#### Goal of the exercise
Set down exactly the lines of the listing below, please, beginning with the first and ending with the line that holds "each consecutive pair".

*** Opening Material to process ***

// =============================================================================
// Average Directional Index (ADX)
// =============================================================================
//
// ADX quantifies trend **strength** regardless of direction.
//
// Calculation pipeline:
//   1. Compute +DM (positive directional movement) and -DM per bar.
//   2. Compute True Range (TR) per bar.
//   3. Apply Wilder's smoothing (period) to +DM, -DM, and TR.
//   4. Derive +DI = smoothed(+DM) / smoothed(TR) * 100
//            -DI = smoothed(-DM) / smoothed(TR) * 100
//   5. DX  = |+DI - -DI| / (+DI + -DI) * 100
//   6. ADX = Wilder's smoothed average of DX over `period` bars.
//
// Interpretation:
//   ADX > 25  => trending market
//   ADX < 20  => ranging / choppy market
// =============================================================================

use crate::store::bars::Bar;

/// Compute the most recent ADX value from a slice of OHLCV candles.
///
/// Returns `None` when:
/// - `period` is zero.
/// - There are fewer than `2 * period` candles (we need `period` bars for the
///   initial Wilder's smoothing **and** another `period` DX values to seed the
///   ADX average).
/// - Any intermediate calculation produces a non-finite result.
pub fn calculate_adx(candles: &[Bar], period: usize) -> Option<f64> {
    if period == 0 {
        return None;
    }

    // We need at least 2*period + 1 candles to produce one ADX value.
    // (period candles for initial smoothing of +DM/-DM/TR, then period DX
    // values to seed the ADX, plus the very first candle that has no
    // predecessor.)
    let min_candles = 2 * period + 1;
    if candles.len() < min_candles {
        return None;
    }

    let period_f = period as f64;

    // ------------------------------------------------------------------
    // Step 1 & 2: Raw +DM, -DM, and True Range for each consecutive pair
    // ------------------------------------------------------------------
    let n = candles.len();
    let bar_count = n - 1; // number of bar-to-bar transitions

    let mut plus_dm = Vec::with_capacity(bar_count);
    let mut minus_dm = Vec::with_capacity(bar_count);
    let mut tr_vals = Vec::with_capacity(bar_count);

    for i in 1..n {
        let high = candles[i].high;
        let low = candles[i].low;
        let prev_high = candles[i - 1].high;
        let prev_low = candles[i - 1].low;
        let prev_close = candles[i - 1].close;

        // True Range
        let tr = (high - low)
            .max((high - prev_close).abs())
            .max((low - prev_close).abs());

        // Directional Movement
        let up_move = high - prev_high;
        let down_move = prev_low - low;

        let pdm = if up_move > down_move && up_move > 0.0 {
            up_move
        } else {
            0.0
        };
        let mdm = if down_move > up_move && down_move > 0.0 {
            down_move
        } else {
            0.0
        };

        plus_dm.push(pdm);
        minus_dm.push(mdm);
        tr_vals.push(tr);
    }

    // ------------------------------------------------------------------
    // Step 3: Wilder's smoothing of +DM, -DM, TR (first `period` values)
    // ------------------------------------------------------------------
    let mut smooth_plus_dm: f64 = plus_dm[..period].iter().sum();
    let mut smooth_minus_dm: f64 = minus_dm[..period].iter().sum();
    let mut smooth_tr: f64 = tr_vals[..period].iter().sum();

    // Collect DX values starting at index `period`.
    let mut dx_values: Vec<f64> = Vec::with_capacity(bar_count - period + 1);

    // First DI / DX at index `period - 1` (after initial sum).
    if let Some(dx) = compute_dx(smooth_plus_dm, smooth_minus_dm, smooth_tr) {
        dx_values.push(dx);
    } else {
        return None;
    }

    // Continue Wilder's smoothing for bars `period .. bar_count`.
    for i in period..bar_count {
        smooth_plus_dm = smooth_plus_dm - smooth_plus_dm / period_f + plus_dm[i];
        smooth_minus_dm = smooth_minus_dm - smooth_minus_dm / period_f + minus_dm[i];
        smooth_tr = smooth_tr - smooth_tr / period_f + tr_vals[i];

        if let Some(dx) = compute_dx(smooth_plus_dm, smooth_minus_dm, smooth_tr) {
            dx_values.push(dx);
        } else {
            return None;
        }
    }

    // ------------------------------------------------------------------
    // Step 6: ADX = Wilder's smoothed average of DX
    // ------------------------------------------------------------------
    if dx_values.len() < period {
        return None;
    }

    // Seed ADX with SMA of first `period` DX values.
    let adx_seed: f64 = dx_values[..period].iter().sum::<f64>() / period_f;
    if !adx_seed.is_finite() {
        return None;
    }

    let mut adx = adx_seed;
    for &dx in &dx_values[period..] {
        adx = (adx * (period_f - 1.0) + dx) / period_f;
        if !adx.is_finite() {
            return None;
        }
    }

    if adx.is_finite() {
        Some(adx)
    } else {
        None
    }
}

// =============================================================================
// Internal helpers
// =============================================================================

/// Compute DX from smoothed +DM, -DM, and TR values.
///
/// Returns `None` if the divisor is zero or the result is non-finite.
fn compute_dx(smooth_plus_dm: f64, smooth_minus_dm: f64, smooth_tr: f64) -> Option<f64> {
    if smooth_tr == 0.0 {
        return None;
    }

    let plus_di = (smooth_plus_dm / smooth_tr) * 100.0;
    let minus_di = (smooth_minus_dm / smooth_tr) * 100.0;

    let di_sum = plus_di + minus_di;
    if di_sum == 0.0 {
        // Both +DI and -DI are zero — no directional movement.
        return Some(0.0);
    }

    let dx = ((plus_di - minus_di).abs() / di_sum) * 100.0;

    if dx.is_finite() {
        Some(dx)
    } else {
        None
    }
}
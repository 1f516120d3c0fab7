// =============================================================================
// CrawledDatum DAO — crawled_data table
// =============================================================================

use anyhow::Result;
use rusqlite::params;
use serde::{Deserialize, Serialize};

use crate::store::Store;
use crate::util::now_ms;

/// A typed external observation (macro/sentiment/on-chain/spider output).
/// At most one row exists per `(data_type, date)`.
#[derive(Debug, Clone, PartialEq, Serialize, Deserialize)]
pub struct CrawledDatum {
    pub data_type: String,
    /// Calendar day the value refers to, `YYYY-MM-DD`.
    pub date: String,
    pub value: f64,
    pub raw: Option<String>,
    pub created_at_ms: i64,
}

impl Store {
    /// Insert a new observation for `(data_type, date)` unless one already
    /// exists. Returns `true` if a row was inserted.
    pub fn insert_crawled_if_absent(
        &self,
        data_type: &str,
        calendar_day: &str,
        value: f64,
        raw: Option<&str>,
    ) -> Result<bool> {
        let conn = self.conn();
        let changed = conn.execute(
            "INSERT INTO crawled_data (data_type, date, value, raw, created_at) \
             VALUES (?1, ?2, ?3, ?4, ?5) \
             ON CONFLICT(data_type, date) DO NOTHING",
            params![data_type, calendar_day, value, raw, now_ms()],
        )?;
        Ok(changed > 0)
    }

    /// Most recent observation for `data_type`, if any.
    pub fn latest_crawled(&self, data_type: &str) -> Result<Option<CrawledDatum>> {
        let conn = self.conn();
        let datum = conn
            .query_row(
                "SELECT data_type, date, value, raw, created_at FROM crawled_data \
                 WHERE data_type = ?1 ORDER BY date DESC LIMIT 1",
                params![data_type],
                |row| {
                    Ok(CrawledDatum {
                        data_type: row.get(0)?,
                        date: row.get(1)?,
                        value: row.get(2)?,
                        raw: row.get(3)?,
                        created_at_ms: row.get(4)?,
                    })
                },
            )
            .ok();
        Ok(datum)
    }
}

#[cfg(test)]
mod tests {
    use super::*;

    #[test]
    fn insert_then_absent_insert_is_dropped() {
        let store = Store::open_in_memory().unwrap();
        let first = store
            .insert_crawled_if_absent("btc_etf_flow", "2026-07-01", 125.5, None)
            .unwrap();
        let second = store
            .insert_crawled_if_absent("btc_etf_flow", "2026-07-01", 999.0, None)
            .unwrap();
        assert!(first);
        assert!(!second);

        let latest = store.latest_crawled("btc_etf_flow").unwrap().unwrap();
        assert_eq!(latest.value, 125.5);
    }

    #[test]
    fn distinct_dates_both_persist() {
        let store = Store::open_in_memory().unwrap();
        store
            .insert_crawled_if_absent("ibit_holdings_btc", "2026-07-01", 100.0, None)
            .unwrap();
        store
            .insert_crawled_if_absent("ibit_holdings_btc", "2026-07-02", 110.0, None)
            .unwrap();

        let latest = store.latest_crawled("ibit_holdings_btc").unwrap().unwrap();
        assert_eq!(latest.date, "2026-07-02");
        assert_eq!(latest.value, 110.0);
    }

    #[test]
    fn latest_crawled_missing_type_is_none() {
        let store = Store::open_in_memory().unwrap();
        assert!(store.latest_crawled("nonexistent").unwrap().is_none());
    }
}
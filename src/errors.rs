// =============================================================================
// Typed error kinds — collector / store seam
// =============================================================================
//
// Internal components surface one of these kinds; the API layer maps them to
// HTTP status codes. Everything above the seam (scheduler, TA strategy)
// works with `anyhow::Result` the way the teacher's own call sites do.
// =============================================================================

use thiserror::Error;

/// Error surfaced by a collector client at the I/O seam.
#[derive(Debug, Error)]
pub enum CollectorError {
    /// Connection reset / timeout that exhausted all retries.
    #[error("transient network failure for {source}: {detail}")]
    Transient { source: String, detail: String },

    /// HTTP 429 that exhausted `max_retries`.
    #[error("rate limited by {source} after {attempts} attempts")]
    RateLimited { source: String, attempts: u32 },

    /// HTTP 418 (or equivalent hard block) — no retry is attempted.
    #[error("hard block (IP ban) from {source}")]
    HardBlocked { source: String },

    /// The response parsed but carried no usable data.
    #[error("no data returned by {source}")]
    NoData { source: String },

    /// Response body could not be decoded into the expected shape.
    #[error("malformed response from {source}: {detail}")]
    Malformed { source: String, detail: String },
}

impl CollectorError {
    pub fn is_fatal(&self) -> bool {
        matches!(self, CollectorError::HardBlocked { .. })
    }
}

/// Error surfaced by the store DAO layer.
#[derive(Debug, Error)]
pub enum StoreError {
    #[error("sqlite error: {0}")]
    Sqlite(#[from] rusqlite::Error),

    #[error("transaction failed: {0}")]
    Transaction(String),
}

/// Validation failure at an API boundary — maps to HTTP 400.
#[derive(Debug, Error)]
pub enum ValidationError {
    #[error("{field} must not be empty")]
    Empty { field: &'static str },

    #[error("unknown timeframe token: {0}")]
    UnknownTimeframe(String),

    #[error("unknown action, expected BUY/SELL/HOLD, got: {0}")]
    UnknownAction(String),
}
// =============================================================================
// Market Data Core — Main Entry Point
// =============================================================================
//
// Wires the runtime config, the embedded store, every collector, the K-line
// sync engine, the TA strategy, and the scheduler into one `AppState`, then
// serves the REST API until a shutdown signal arrives.
// =============================================================================

mod api;
mod app_state;
mod binance;
mod collectors;
mod errors;
mod indicators;
mod kline_sync;
mod market_data_service;
mod rate_limit;
mod runtime_config;
mod scheduler;
mod store;
mod ta_strategy;
mod types;
mod util;

use std::sync::Arc;

use tracing::{error, info, warn};
use tracing_subscriber::EnvFilter;

use crate::app_state::AppState;
use crate::runtime_config::RuntimeConfig;
use crate::types::Interval;

const RUNTIME_CONFIG_PATH: &str = "runtime_config.json";

#[tokio::main]
async fn main() -> anyhow::Result<()> {
    // ── 1. Environment & config ──────────────────────────────────────────
    let _ = dotenv::dotenv();

    tracing_subscriber::fmt()
        .with_env_filter(EnvFilter::try_from_default_env().unwrap_or_else(|_| EnvFilter::new("info")))
        .init();

    info!("market-data-core starting up");

    let mut config = RuntimeConfig::load(RUNTIME_CONFIG_PATH).unwrap_or_else(|e| {
        warn!(error = %e, "failed to load runtime config, using defaults");
        RuntimeConfig::default()
    });

    if let Ok(syms) = std::env::var("MARKETDATA_SYMBOLS") {
        config.symbols = syms
            .split(',')
            .map(|s| s.trim().to_uppercase())
            .filter(|s| !s.is_empty())
            .collect();
    }
    if config.symbols.is_empty() {
        config.symbols = vec![
            "BTCUSDT".into(),
            "ETHUSDT".into(),
            "BNBUSDT".into(),
            "XRPUSDT".into(),
            "SOLUSDT".into(),
        ];
    }

    info!(symbols = ?config.symbols, data_dir = %config.data_dir, "runtime config loaded");

    // ── 2. Open the embedded store ───────────────────────────────────────
    std::fs::create_dir_all(&config.data_dir).ok();
    let db_path = std::path::Path::new(&config.data_dir).join("marketdata.sqlite3");
    let store = store::Store::open(&db_path)?;

    // ── 3. Build shared state ────────────────────────────────────────────
    let state = Arc::new(AppState::new(config, store));

    // ── 4. Warm the kline cache for the configured watch set ────────────
    let warm_state = state.clone();
    tokio::spawn(async move {
        let symbols = warm_state.runtime_config.read().symbols.clone();
        let tfs = [Interval::M15, Interval::H1, Interval::H4];
        info!(count = symbols.len(), "warming kline cache for watch set");
        warm_state.kline_sync.sync_watch_set(&symbols, &tfs).await;
        info!("initial kline warm-up complete");
    });

    // ── 5. Start the scheduler's background jobs ─────────────────────────
    let spiders = state.spiders();
    state.scheduler.start(spiders);
    info!("scheduler started: market_cache_refresh, klines_incremental_sync, crawler_check, portfolio_snapshot, flush_risk_events");

    // ── 6. Start the API server ───────────────────────────────────────────
    let api_state = state.clone();
    let bind_addr = std::env::var("MARKETDATA_BIND_ADDR").unwrap_or_else(|_| "0.0.0.0:3001".into());
    let bind_addr_clone = bind_addr.clone();

    tokio::spawn(async move {
        let app = api::rest::router(api_state);
        let listener = tokio::net::TcpListener::bind(&bind_addr_clone)
            .await
            .expect("failed to bind API server");
        info!(addr = %bind_addr_clone, "API server listening");
        axum::serve(listener, app).await.expect("API server failed");
    });

    info!("all subsystems running, press Ctrl+C to stop");

    // ── 7. Graceful shutdown ──────────────────────────────────────────────
    tokio::signal::ctrl_c().await?;
    warn!("shutdown signal received, stopping gracefully");

    if let Err(e) = state.runtime_config.read().save(RUNTIME_CONFIG_PATH) {
        error!(error = %e, "failed to save runtime config on shutdown");
    }

    info!("market-data-core shut down complete");
    Ok(())
}
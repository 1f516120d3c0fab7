// =============================================================================
// MarketCacheEntry DAO — market_cache table
// =============================================================================

use anyhow::Result;
use rusqlite::params;
use serde::{Deserialize, Serialize};

use crate::store::Store;
use crate::util::now_ms;

/// Latest 24h ticker snapshot for one symbol. Overwritten on every refresh.
#[derive(Debug, Clone, PartialEq, Serialize, Deserialize)]
pub struct MarketCacheEntry {
    pub symbol: String,
    pub price: f64,
    pub change_pct_24h: f64,
    pub high_24h: Option<f64>,
    pub low_24h: Option<f64>,
    pub volume_24h: Option<f64>,
    pub updated_at_ms: i64,
}

impl Store {
    /// Insert or overwrite the cached ticker entry for `entry.symbol`.
    pub fn upsert_market_cache(&self, entry: &MarketCacheEntry) -> Result<()> {
        let conn = self.conn();
        conn.execute(
            "INSERT INTO market_cache (symbol, price, change_pct_24h, high_24h, low_24h, volume_24h, updated_at) \
             VALUES (?1, ?2, ?3, ?4, ?5, ?6, ?7) \
             ON CONFLICT(symbol) DO UPDATE SET \
                price = excluded.price, \
                change_pct_24h = excluded.change_pct_24h, \
                high_24h = excluded.high_24h, \
                low_24h = excluded.low_24h, \
                volume_24h = excluded.volume_24h, \
                updated_at = excluded.updated_at",
            params![
                entry.symbol,
                entry.price,
                entry.change_pct_24h,
                entry.high_24h,
                entry.low_24h,
                entry.volume_24h,
                entry.updated_at_ms,
            ],
        )?;
        Ok(())
    }

    /// Read the cached ticker entry for `symbol`, if one has been written.
    pub fn get_market_cache(&self, symbol: &str) -> Result<Option<MarketCacheEntry>> {
        let conn = self.conn();
        let entry = conn
            .query_row(
                "SELECT symbol, price, change_pct_24h, high_24h, low_24h, volume_24h, updated_at \
                 FROM market_cache WHERE symbol = ?1",
                params![symbol],
                |row| {
                    Ok(MarketCacheEntry {
                        symbol: row.get(0)?,
                        price: row.get(1)?,
                        change_pct_24h: row.get(2)?,
                        high_24h: row.get(3)?,
                        low_24h: row.get(4)?,
                        volume_24h: row.get(5)?,
                        updated_at_ms: row.get(6)?,
                    })
                },
            )
            .ok();
        Ok(entry)
    }
}

impl MarketCacheEntry {
    pub fn new(symbol: impl Into<String>, price: f64) -> Self {
        Self {
            symbol: symbol.into(),
            price,
            change_pct_24h: 0.0,
            high_24h: None,
            low_24h: None,
            volume_24h: None,
            updated_at_ms: now_ms(),
        }
    }
}

#[cfg(test)]
mod tests {
    use super::*;

    #[test]
    fn upsert_then_get_round_trips() {
        let store = Store::open_in_memory().unwrap();
        let entry = MarketCacheEntry {
            symbol: "BTC".into(),
            price: 65000.0,
            change_pct_24h: 1.5,
            high_24h: Some(66000.0),
            low_24h: Some(64000.0),
            volume_24h: Some(1_234.5),
            updated_at_ms: 1_000,
        };
        store.upsert_market_cache(&entry).unwrap();
        let fetched = store.get_market_cache("BTC").unwrap().unwrap();
        assert_eq!(fetched, entry);
    }

    #[test]
    fn upsert_overwrites_existing_row() {
        let store = Store::open_in_memory().unwrap();
        let mut entry = MarketCacheEntry::new("ETH", 3000.0);
        store.upsert_market_cache(&entry).unwrap();

        entry.price = 3100.0;
        entry.updated_at_ms += 1;
        store.upsert_market_cache(&entry).unwrap();

        let fetched = store.get_market_cache("ETH").unwrap().unwrap();
        assert_eq!(fetched.price, 3100.0);
    }

    #[test]
    fn get_missing_symbol_returns_none() {
        let store = Store::open_in_memory().unwrap();
        assert!(store.get_market_cache("NOPE").unwrap().is_none());
    }
}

*** Closing Material to process ***

#### Task output
// =============================================================================
// Average Directional Index (ADX)
// =============================================================================
//
// ADX quantifies trend **strength** regardless of direction.
//
// Calculation pipeline:
//   1. Compute +DM (positive directional movement) and -DM per bar.
//   2. Compute True Range (TR) per bar.
//   3. Apply Wilder's smoothing (period) to +DM, -DM, and TR.
//   4. Derive +DI = smoothed(+DM) / smoothed(TR) * 100
//            -DI = smoothed(-DM) / smoothed(TR) * 100
//   5. DX  = |+DI - -DI| / (+DI + -DI) * 100
//   6. ADX = Wilder's smoothed average of DX over `period` bars.
//
// Interpretation:
//   ADX > 25  => trending market
//   ADX < 20  => ranging / choppy market
// =============================================================================

use crate::store::bars::Bar;

/// Compute the most recent ADX value from a slice of OHLCV candles.
///
/// Returns `None` when:
/// - `period` is zero.
/// - There are fewer than `2 * period` candles (we need `period` bars for the
///   initial Wilder's smoothing **and** another `period` DX values to seed the
///   ADX average).
/// - Any intermediate calculation produces a non-finite result.
pub fn calculate_adx(candles: &[Bar], period: usize) -> Option<f64> {
    if period == 0 {
        return None;
    }

    // We need at least 2*period + 1 candles to produce one ADX value.
    // (period candles for initial smoothing of +DM/-DM/TR, then period DX
    // values to seed the ADX, plus the very first candle that has no
    // predecessor.)
    let min_candles = 2 * period + 1;
    if candles.len() < min_candles {
        return None;
    }

    let period_f = period as f64;

    // ------------------------------------------------------------------
    // Step 1 & 2: Raw +DM, -DM, and True Range for each consecutive pair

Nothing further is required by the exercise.